Director of the US Government Publishing Office

Hugh Nathanial Halpern is an American government official serving as the director of the United States Government Publishing Office. He is the 28th person to lead the agency.

== Early life and education ==
A native of Hollidaysburg, Pennsylvania, Halpern received bachelor’s and master’s degrees in political science from American University in 1991 and 1992, respectively. He also received a Juris Doctor degree from George Mason University Law School in 1997.

== Career ==

=== Government Publishing Office ===
Halpern was nominated by President Donald Trump to lead the United States Government Publishing Office on October 17, 2019, and the U.S. Senate confirmed him on December 4, 2019. In his role as director, he also serves as GPO's chief executive officer. He led the agency through the COVID-19 pandemic and created and implemented GPO SAFE, an approach to working in the COVID-19 era. During the pandemic, the agency got a Silver Stevie Award, for which companies nominate themselves. After a year of remote work by GPO employees, Halpern implemented a remote work policy that allowed eligible employees to work remotely full-time or work from somewhere outside the agency's headquarters in Washington, D.C.

During his time as GPO director, Halpern pledged to make Congressional documents more modern, which he has advocated will benefit both Congress and the public. Also during his tenure, GPO fully embraced its new digital publishing technology, XPub, that replaced GPO's more than 30-year-old MicroComp composition system.

=== U.S. House of Representatives ===
Prior to leading GPO, Halpern gained leadership experience on Capitol Hill, where he worked for 30 years and was a customer of GPO. In his role serving as director of floor operations for the speaker of the United States House of Representatives, Halpern was the highest-ranking floor staffer in the House.

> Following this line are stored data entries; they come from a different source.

#[cfg(test)]
mod tests {
    use super::*;
    use crate::client::test_support::test_context;
    use crate::protocol::parse_command;

    fn new_client() -> Client {
        Client::new("127.0.0.1:40000".parse().unwrap())
    }

    /// Runs one line and returns the wire text of its replies.
    fn run(client: &mut Client, context: &SessionContext, line: &str) -> String {
        let command = parse_command(line).expect("non-empty line");
        handle_command(client, &command, context)
            .replies
            .iter()
            .map(Reply::to_string)
            .collect()
    }

    fn code(client: &mut Client, context: &SessionContext, line: &str) -> u16 {
        let command = parse_command(line).expect("non-empty line");
        handle_command(client, &command, context).replies[0].code()
    }

    #[test]
    fn test_pass_without_user_asks_for_login_first() {
        let context = test_context(3);
        let mut client = new_client();
        assert_eq!(
            run(&mut client, &context, "PASS secret"),
            "503 Login with USER first.\r\n"
        );
        assert_eq!(client.state(), SessionState::Connected);
        assert_eq!(client.failed_logins(), 0);
    }

    #[test]
    fn test_user_wrong_then_correct_password() {
        let context = test_context(3);
        let mut client = new_client();

        assert_eq!(code(&mut client, &context, "USER alice"), 331);
        assert_eq!(client.state(), SessionState::AwaitingPassword);
        assert_eq!(code(&mut client, &context, "PASS wrong"), 530);
        assert_eq!(client.state(), SessionState::Connected);
        assert_eq!(code(&mut client, &context, "PASS correct"), 230);
        assert_eq!(client.state(), SessionState::Authenticated);
        assert_eq!(client.username(), Some("alice"));
    }

    #[test]
    fn test_closed_client_ignores_further_commands() {
        let context = test_context(3);
        let mut client = new_client();
        client.close();

        let user = handle_command(&mut client, &parse_command("USER admin").unwrap(), &context);
        assert_eq!(user.status, CommandStatus::CloseConnection);
        assert!(user.replies.is_empty());
        let pass = handle_command(&mut client, &parse_command("PASS admin").unwrap(), &context);
        assert!(pass.replies.is_empty());

        assert_eq!(client.state(), SessionState::Closed);
        assert_eq!(client.username(), None);
        assert_eq!(client.successful_logins(), 0);
        assert_eq!(context.stats.snapshot().successful_logins, 0);
    }

    #[test]
    fn test_login_counters() {
        let context = test_context(3);
        let mut client = new_client();
        run(&mut client, &context, "USER admin");
        run(&mut client, &context, "PASS admin");
        assert_eq!(client.successful_logins(), 1);
        assert_eq!(client.failed_logins(), 0);
        let stats = context.stats.snapshot();
        assert_eq!((stats.successful_logins, stats.failed_logins), (1, 0));

        let context = test_context(3);
        let mut client = new_client();
        run(&mut client, &context, "USER admin");
        run(&mut client, &context, "PASS nope");
        assert_eq!(client.successful_logins(), 0);
        assert_eq!(client.failed_logins(), 1);
        let stats = context.stats.snapshot();
        assert_eq!((stats.successful_logins, stats.failed_logins), (0, 1));
    }

    #[test]
    fn test_pass_after_login_is_rejected() {
        let context = test_context(3);
        let mut client = new_client();
        run(&mut client, &context, "USER admin");
        run(&mut client, &context, "PASS admin");
        assert_eq!(code(&mut client, &context, "PASS admin"), 503);
        assert_eq!(client.state(), SessionState::Authenticated);
        assert_eq!(client.successful_logins(), 1);
    }

    #[test]
    fn test_navigation_requires_login() {
        let context = test_context(3);
        let mut client = new_client();
        for line in ["PWD", "CWD /pub", "LIST", "TYPE I", "MODE S"] {
            assert_eq!(
                run(&mut client, &context, line),
                "530 Please login with USER and PASS.\r\n",
                "{}",
                line
            );
            assert_eq!(client.state(), SessionState::Connected);
        }

        run(&mut client, &context, "USER admin");
        run(&mut client, &context, "PASS admin");
        assert_eq!(
            run(&mut client, &context, "PWD"),
            "257 \"/\" is current directory\r\n"
        );
    }

    #[test]
    fn test_cwd_model() {
        let context = test_context(3);
        let mut client = new_client();
        run(&mut client, &context, "USER admin");
        run(&mut client, &context, "PASS admin");

        assert_eq!(
            run(&mut client, &context, "CWD pub/incoming"),
            "250 Directory changed to pub/incoming\r\n"
        );
        assert_eq!(client.current_virtual_path(), "pub/incoming");
        assert_eq!(code(&mut client, &context, "CWD /"), 250);
        assert_eq!(client.current_virtual_path(), "/");
        assert_eq!(code(&mut client, &context, "CWD"), 501);
    }

    #[test]
    fn test_list_acknowledges_without_data() {
        let context = test_context(3);
        let mut client = new_client();
        run(&mut client, &context, "USER admin");
        run(&mut client, &context, "PASS admin");
        assert_eq!(
            run(&mut client, &context, "LIST"),
            "150 Here comes the directory listing\r\n226 Directory send OK\r\n"
        );
    }

    #[test]
    fn test_commands_available_before_login() {
        let context = test_context(3);
        let mut client = new_client();
        assert_eq!(run(&mut client, &context, "NOOP"), "200 OK\r\n");
        assert_eq!(run(&mut client, &context, "SYST"), "215 UNIX Type: L8\r\n");
        assert_eq!(
            run(&mut client, &context, "FEAT"),
            "211-Features:\r\n211- EPSV\r\n211- REST STREAM\r\n211- SIZE\r\n211- MDTM\r\n211 End\r\n"
        );
        assert_eq!(
            run(&mut client, &context, "XYZZY now"),
            "500 Unknown command: XYZZY\r\n"
        );
        assert_eq!(client.state(), SessionState::Connected);
    }

    #[test]
    fn test_missing_arguments() {
        let context = test_context(3);
        let mut client = new_client();
        assert_eq!(code(&mut client, &context, "USER"), 501);
        assert_eq!(code(&mut client, &context, "PASS"), 501);
        assert_eq!(client.state(), SessionState::Connected);
    }

    #[test]
    fn test_type_and_mode() {
        let context = test_context(3);
        let mut client = new_client();
        run(&mut client, &context, "USER admin");
        run(&mut client, &context, "PASS admin");

        assert_eq!(run(&mut client, &context, "TYPE i"), "200 Type set to I\r\n");
        assert_eq!(client.transfer_type(), TransferType::Binary);
        assert_eq!(code(&mut client, &context, "TYPE E"), 504);
        assert_eq!(client.transfer_type(), TransferType::Binary);
        assert_eq!(code(&mut client, &context, "MODE S"), 200);
        assert_eq!(code(&mut client, &context, "MODE B"), 504);
    }

    #[test]
    fn test_quit_closes_from_any_state() {
        let context = test_context(3);
        let mut client = new_client();
        run(&mut client, &context, "USER admin");
        let command = parse_command("QUIT").unwrap();
        let result = handle_command(&mut client, &command, &context);
        assert_eq!(result.status, CommandStatus::CloseConnection);
        assert_eq!(result.replies[0].to_string(), "221 Goodbye\r\n");
        assert_eq!(client.state(), SessionState::Closed);
    }

    #[test]
    fn test_login_attempt_limit_closes_session() {
        let context = test_context(2);
        let mut client = new_client();
        run(&mut client, &context, "USER admin");
        let first = handle_command(&mut client, &parse_command("PASS a").unwrap(), &context);
        assert!(matches!(first.status, CommandStatus::Failure(_)));

        let second = handle_command(&mut client, &parse_command("PASS b").unwrap(), &context);
        assert_eq!(second.status, CommandStatus::CloseConnection);
        let codes: Vec<u16> = second.replies.iter().map(Reply::code).collect();
        assert_eq!(codes, vec![530, 421]);
    }
}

He served as Speaker Paul Ryan's chief advisor on all procedural matters, including managing daily operations of the House, serving as the principal liaison with the Senate for coordinating legislative strategy and supervising all events on the house floor. In 2018, he received the John W. McCormack Award of Excellence, which recognizes a lifetime of bipartisan service to the House.

During his career, he served half a dozen different committees in both policy development and procedural roles. During his 11 years on the United States House Committee on Rules, Halpern served as staff director leading the management and terms of debate on the House floor. In 2001, he was named general Counsel by chairman Mike Oxley for the newly-established United States House Committee on Financial Services. During his tenure, the committee provided legislation addressing terrorist financing and money laundering, improving investor confidence in the wake of the Enron and WorldCom scandals and granting consumers important new tools to fight identity theft. During the 1990s, Halpern served on the United States House Committee on Energy and Commerce, where he handled a variety of legislative issues, including automobile safety, insurance, FTC consumer protection, and tobacco regulation. Halpern began his career in Congress as an intern for Rep. Bud Shuster in 1987.

Halpern served a number of temporary positions during his time on Capitol Hill. He was the parliamentarian to the First Select Committee on Homeland Security, which created the United States Department of Homeland Security, general counsel to the United States House Select Committee on the Voting Irregularities of August 2, 2007, and assistant parliamentarian to the 2008, 2012, and 2016 Republican National Conventions.

Halpern has been included in Roll Calls list of 50 most powerful Congressional staffers 14 times and featured in a National Journal profile as one of "The New Power Players" on Capitol Hill.